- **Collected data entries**
——————————

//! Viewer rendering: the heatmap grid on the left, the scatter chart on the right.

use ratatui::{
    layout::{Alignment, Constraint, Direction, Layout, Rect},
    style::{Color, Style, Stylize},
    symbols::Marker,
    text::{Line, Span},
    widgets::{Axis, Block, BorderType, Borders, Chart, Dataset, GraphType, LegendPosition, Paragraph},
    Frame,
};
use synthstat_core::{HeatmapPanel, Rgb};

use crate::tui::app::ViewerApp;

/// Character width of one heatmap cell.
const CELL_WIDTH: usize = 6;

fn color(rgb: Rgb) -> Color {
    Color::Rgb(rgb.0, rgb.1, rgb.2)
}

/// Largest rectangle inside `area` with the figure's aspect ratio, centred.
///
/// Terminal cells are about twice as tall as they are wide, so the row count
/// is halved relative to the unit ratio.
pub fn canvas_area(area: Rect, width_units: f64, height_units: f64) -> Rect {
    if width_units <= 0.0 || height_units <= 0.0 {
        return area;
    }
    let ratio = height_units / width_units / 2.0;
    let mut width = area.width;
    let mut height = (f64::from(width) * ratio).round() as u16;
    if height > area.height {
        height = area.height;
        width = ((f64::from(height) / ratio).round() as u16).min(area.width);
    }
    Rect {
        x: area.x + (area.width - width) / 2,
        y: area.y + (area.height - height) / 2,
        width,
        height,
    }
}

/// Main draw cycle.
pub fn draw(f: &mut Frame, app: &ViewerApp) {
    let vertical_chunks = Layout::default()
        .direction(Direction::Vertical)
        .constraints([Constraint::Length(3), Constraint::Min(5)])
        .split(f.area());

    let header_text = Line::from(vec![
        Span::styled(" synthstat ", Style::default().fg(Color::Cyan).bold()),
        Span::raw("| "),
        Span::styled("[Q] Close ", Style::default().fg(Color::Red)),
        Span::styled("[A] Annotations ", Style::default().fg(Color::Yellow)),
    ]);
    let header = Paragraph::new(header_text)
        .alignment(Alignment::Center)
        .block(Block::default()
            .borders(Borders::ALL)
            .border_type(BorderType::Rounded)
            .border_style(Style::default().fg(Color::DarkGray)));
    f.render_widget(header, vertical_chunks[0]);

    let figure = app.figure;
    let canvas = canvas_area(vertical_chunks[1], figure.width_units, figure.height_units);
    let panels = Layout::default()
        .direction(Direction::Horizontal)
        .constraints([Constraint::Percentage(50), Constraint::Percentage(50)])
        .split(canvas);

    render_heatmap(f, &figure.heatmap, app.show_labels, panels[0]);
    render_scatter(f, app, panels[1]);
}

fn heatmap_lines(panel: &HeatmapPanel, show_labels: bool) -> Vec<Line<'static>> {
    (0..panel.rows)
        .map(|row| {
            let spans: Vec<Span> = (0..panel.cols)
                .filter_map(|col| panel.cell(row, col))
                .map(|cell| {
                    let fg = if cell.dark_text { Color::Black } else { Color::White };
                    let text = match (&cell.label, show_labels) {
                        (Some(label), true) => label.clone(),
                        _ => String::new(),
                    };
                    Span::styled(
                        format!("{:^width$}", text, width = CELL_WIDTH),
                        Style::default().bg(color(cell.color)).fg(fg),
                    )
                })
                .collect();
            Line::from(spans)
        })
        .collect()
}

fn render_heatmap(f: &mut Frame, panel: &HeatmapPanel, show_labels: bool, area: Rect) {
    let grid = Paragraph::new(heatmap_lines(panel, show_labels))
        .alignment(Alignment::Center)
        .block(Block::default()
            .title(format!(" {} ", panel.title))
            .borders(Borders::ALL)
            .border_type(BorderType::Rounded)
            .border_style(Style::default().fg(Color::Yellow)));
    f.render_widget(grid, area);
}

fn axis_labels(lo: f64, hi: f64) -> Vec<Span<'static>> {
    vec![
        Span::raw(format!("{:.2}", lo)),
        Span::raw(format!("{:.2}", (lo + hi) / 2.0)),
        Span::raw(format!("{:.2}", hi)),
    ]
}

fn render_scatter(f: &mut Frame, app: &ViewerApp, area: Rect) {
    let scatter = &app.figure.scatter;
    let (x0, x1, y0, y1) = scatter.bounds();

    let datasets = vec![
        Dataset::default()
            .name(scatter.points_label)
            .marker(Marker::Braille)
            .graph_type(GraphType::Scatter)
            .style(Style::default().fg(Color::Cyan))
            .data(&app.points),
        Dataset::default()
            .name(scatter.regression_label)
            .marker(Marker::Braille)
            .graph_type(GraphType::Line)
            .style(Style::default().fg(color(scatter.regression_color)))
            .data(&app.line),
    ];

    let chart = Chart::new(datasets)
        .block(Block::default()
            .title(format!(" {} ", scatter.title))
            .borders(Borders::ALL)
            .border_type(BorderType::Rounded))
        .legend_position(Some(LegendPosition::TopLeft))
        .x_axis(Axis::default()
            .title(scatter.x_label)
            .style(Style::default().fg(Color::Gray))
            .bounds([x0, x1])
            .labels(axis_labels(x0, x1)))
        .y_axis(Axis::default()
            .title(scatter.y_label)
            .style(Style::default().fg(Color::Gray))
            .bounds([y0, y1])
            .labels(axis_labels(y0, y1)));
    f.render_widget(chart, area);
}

——————————

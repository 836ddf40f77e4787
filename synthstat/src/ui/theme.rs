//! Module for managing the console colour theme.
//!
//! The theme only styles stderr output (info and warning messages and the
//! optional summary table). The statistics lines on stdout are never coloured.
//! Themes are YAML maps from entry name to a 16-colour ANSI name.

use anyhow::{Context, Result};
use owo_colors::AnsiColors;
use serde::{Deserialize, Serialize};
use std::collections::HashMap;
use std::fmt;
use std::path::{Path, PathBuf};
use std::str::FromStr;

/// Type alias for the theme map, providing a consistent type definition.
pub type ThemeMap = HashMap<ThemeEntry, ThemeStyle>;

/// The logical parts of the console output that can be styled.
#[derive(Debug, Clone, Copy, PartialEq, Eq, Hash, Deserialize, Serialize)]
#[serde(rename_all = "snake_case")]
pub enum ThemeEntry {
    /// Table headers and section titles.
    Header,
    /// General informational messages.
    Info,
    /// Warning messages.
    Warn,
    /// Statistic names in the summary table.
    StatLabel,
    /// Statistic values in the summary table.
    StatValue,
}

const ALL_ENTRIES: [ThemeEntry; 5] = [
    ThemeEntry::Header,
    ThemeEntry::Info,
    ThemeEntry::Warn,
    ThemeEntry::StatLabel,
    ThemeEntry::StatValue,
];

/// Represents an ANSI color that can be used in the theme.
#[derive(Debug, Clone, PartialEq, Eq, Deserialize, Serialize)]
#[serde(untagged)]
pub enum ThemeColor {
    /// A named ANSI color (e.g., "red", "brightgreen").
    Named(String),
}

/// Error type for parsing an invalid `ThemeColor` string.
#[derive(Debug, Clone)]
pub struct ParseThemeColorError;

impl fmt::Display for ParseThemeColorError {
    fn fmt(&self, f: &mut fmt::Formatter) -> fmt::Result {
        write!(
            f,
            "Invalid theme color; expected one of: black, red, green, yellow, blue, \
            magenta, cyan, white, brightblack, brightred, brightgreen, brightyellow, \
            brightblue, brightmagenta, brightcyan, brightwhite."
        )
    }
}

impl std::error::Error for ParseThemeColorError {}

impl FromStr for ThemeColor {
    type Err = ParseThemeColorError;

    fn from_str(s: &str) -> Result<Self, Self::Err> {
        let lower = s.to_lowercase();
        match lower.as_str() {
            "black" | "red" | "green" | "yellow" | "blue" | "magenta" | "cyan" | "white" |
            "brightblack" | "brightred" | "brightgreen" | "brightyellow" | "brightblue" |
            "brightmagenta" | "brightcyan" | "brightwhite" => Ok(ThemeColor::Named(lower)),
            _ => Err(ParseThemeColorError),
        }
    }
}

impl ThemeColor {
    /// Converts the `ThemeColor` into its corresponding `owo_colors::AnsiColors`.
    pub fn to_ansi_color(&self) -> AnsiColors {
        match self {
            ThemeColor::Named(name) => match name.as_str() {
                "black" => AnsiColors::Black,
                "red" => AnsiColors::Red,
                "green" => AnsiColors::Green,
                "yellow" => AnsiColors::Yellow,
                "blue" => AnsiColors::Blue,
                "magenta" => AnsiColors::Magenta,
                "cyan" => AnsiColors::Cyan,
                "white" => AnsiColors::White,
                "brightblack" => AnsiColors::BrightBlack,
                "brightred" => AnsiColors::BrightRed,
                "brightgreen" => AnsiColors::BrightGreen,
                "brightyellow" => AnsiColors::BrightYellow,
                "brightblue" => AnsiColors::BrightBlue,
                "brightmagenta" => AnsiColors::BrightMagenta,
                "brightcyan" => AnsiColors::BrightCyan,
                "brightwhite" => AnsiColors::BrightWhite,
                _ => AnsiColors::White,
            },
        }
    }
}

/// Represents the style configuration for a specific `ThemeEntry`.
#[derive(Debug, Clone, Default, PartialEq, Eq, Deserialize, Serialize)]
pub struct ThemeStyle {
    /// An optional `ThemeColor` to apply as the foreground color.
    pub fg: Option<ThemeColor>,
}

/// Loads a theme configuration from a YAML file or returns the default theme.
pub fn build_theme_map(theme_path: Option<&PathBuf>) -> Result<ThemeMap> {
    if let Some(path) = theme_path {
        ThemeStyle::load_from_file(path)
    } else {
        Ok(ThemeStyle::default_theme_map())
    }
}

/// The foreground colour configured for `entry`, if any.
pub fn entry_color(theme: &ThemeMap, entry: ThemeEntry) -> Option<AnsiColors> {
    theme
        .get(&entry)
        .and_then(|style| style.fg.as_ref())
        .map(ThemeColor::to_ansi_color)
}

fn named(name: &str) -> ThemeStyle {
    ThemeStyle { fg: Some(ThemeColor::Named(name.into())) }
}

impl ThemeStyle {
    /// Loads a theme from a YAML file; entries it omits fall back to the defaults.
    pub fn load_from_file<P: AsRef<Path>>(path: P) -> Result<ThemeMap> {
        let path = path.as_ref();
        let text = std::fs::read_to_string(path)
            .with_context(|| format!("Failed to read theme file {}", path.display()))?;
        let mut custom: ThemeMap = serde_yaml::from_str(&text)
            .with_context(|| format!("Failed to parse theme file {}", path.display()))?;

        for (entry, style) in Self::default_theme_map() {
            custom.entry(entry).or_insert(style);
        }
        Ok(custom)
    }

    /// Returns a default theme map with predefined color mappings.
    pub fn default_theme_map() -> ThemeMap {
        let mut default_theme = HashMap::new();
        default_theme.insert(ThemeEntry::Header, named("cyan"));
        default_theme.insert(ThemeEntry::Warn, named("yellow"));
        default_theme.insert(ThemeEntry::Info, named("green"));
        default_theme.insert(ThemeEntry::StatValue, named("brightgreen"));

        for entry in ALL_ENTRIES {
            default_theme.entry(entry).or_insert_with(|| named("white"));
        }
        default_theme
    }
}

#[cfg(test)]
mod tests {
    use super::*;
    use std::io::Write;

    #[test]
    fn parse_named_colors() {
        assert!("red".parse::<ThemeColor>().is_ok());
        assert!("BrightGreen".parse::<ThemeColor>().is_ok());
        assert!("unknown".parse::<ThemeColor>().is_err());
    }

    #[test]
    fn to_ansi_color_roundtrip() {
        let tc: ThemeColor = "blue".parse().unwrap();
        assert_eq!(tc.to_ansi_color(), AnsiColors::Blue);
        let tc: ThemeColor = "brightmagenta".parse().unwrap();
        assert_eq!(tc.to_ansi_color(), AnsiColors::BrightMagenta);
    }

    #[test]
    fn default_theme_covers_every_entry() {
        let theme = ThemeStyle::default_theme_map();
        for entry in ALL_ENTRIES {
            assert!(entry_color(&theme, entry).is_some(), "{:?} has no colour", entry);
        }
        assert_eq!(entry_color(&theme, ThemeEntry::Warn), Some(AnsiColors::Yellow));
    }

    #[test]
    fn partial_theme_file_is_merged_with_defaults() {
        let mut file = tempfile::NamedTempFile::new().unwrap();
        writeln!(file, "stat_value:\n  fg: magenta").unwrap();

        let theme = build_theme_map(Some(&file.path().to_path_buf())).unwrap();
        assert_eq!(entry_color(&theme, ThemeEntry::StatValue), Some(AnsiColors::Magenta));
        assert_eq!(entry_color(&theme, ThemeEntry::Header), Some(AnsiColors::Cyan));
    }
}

——————————

- **Task statement**
Check each line above for the string "Deserialize" and show the ones that have it.

- **Task result**
use serde::{Deserialize, Serialize};
#[derive(Debug, Clone, Copy, PartialEq, Eq, Hash, Deserialize, Serialize)]
#[derive(Debug, Clone, PartialEq, Eq, Deserialize, Serialize)]
#[derive(Debug, Clone, Default, PartialEq, Eq, Deserialize, Serialize)]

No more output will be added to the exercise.